====== Material to process
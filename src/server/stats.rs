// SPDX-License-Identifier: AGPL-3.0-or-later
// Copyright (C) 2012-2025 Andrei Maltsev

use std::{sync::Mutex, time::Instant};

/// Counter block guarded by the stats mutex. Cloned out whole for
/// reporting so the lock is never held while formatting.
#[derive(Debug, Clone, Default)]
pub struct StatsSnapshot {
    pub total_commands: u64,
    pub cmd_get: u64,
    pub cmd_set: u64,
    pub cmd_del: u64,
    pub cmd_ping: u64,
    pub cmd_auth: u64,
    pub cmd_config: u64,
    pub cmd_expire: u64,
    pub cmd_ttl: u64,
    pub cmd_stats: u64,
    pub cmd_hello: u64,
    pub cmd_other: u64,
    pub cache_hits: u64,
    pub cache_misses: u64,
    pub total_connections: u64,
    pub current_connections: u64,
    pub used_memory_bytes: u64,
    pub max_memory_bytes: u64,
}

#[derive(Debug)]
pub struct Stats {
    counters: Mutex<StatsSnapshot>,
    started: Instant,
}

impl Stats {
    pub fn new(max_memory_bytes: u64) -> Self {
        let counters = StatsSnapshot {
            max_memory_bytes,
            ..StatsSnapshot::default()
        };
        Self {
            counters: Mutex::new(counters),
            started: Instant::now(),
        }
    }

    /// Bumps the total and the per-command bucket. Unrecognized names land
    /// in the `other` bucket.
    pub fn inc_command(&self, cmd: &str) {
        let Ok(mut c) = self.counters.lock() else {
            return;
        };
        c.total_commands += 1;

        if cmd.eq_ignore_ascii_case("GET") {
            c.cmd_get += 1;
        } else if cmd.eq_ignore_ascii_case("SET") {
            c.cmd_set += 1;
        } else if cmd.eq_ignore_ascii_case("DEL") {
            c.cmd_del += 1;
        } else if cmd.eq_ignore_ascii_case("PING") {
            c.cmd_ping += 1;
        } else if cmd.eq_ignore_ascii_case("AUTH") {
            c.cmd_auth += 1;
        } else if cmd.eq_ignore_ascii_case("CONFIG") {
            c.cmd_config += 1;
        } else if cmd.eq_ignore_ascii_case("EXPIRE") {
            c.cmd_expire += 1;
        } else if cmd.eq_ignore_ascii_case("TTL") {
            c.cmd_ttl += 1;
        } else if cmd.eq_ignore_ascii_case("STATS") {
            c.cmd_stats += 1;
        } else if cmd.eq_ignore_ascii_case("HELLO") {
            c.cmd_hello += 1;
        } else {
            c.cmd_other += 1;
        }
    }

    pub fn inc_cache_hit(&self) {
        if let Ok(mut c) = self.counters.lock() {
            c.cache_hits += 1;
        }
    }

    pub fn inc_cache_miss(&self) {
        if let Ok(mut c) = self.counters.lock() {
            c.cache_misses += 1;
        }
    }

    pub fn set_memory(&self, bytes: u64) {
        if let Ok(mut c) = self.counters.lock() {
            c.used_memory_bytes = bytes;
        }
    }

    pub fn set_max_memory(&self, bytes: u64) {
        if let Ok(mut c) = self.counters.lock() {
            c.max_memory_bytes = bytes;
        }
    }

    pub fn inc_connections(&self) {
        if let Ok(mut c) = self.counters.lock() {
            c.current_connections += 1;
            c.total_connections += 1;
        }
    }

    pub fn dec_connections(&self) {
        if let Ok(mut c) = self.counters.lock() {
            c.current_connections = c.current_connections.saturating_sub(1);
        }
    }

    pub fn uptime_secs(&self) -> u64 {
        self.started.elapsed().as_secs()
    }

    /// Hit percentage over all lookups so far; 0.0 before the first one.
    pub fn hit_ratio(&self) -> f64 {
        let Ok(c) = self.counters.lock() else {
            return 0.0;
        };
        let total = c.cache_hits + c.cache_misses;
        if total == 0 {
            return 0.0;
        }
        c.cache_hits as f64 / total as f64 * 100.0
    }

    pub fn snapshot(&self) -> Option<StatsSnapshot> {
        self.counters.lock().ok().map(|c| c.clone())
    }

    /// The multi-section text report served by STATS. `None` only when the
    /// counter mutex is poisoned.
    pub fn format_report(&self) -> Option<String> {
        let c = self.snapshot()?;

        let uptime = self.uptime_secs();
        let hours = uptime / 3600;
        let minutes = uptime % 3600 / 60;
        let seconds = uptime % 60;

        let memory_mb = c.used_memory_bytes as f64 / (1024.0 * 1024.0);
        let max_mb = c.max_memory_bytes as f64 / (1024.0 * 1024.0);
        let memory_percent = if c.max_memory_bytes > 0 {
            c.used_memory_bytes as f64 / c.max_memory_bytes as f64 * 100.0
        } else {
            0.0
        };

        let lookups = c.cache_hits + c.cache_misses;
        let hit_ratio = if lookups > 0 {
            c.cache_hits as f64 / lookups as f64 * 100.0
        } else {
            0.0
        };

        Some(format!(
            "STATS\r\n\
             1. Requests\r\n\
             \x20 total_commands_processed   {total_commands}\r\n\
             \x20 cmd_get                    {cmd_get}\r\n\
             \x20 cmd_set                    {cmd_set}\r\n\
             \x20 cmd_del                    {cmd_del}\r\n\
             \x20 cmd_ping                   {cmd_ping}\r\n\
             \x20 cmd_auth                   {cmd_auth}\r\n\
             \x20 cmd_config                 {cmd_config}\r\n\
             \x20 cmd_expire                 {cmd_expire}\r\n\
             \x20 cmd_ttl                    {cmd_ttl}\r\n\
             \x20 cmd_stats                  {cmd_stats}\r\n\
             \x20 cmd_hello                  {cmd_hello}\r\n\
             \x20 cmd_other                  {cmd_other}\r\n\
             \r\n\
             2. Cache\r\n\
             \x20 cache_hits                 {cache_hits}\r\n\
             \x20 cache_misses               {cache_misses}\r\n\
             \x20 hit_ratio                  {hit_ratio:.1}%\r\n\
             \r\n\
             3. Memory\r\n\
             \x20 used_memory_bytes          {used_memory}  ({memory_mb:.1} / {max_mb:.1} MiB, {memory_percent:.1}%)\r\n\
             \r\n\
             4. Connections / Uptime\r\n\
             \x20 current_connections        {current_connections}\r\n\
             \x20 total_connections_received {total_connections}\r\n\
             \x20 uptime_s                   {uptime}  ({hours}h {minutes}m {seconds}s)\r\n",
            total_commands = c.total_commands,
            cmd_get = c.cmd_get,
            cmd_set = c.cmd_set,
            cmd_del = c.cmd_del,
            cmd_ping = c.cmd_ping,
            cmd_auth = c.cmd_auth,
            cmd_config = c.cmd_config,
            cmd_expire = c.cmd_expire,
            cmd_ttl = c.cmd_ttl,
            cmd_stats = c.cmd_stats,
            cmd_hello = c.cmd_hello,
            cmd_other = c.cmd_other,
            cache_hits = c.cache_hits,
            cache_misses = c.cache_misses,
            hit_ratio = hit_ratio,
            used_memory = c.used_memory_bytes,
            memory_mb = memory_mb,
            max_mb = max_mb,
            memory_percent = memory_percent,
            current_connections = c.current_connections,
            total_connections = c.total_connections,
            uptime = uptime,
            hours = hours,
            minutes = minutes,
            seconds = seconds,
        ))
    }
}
============
# Action item:
Every line above that holds the string "struct" should be copied out.

# Solution:
pub struct StatsSnapshot {
pub struct Stats {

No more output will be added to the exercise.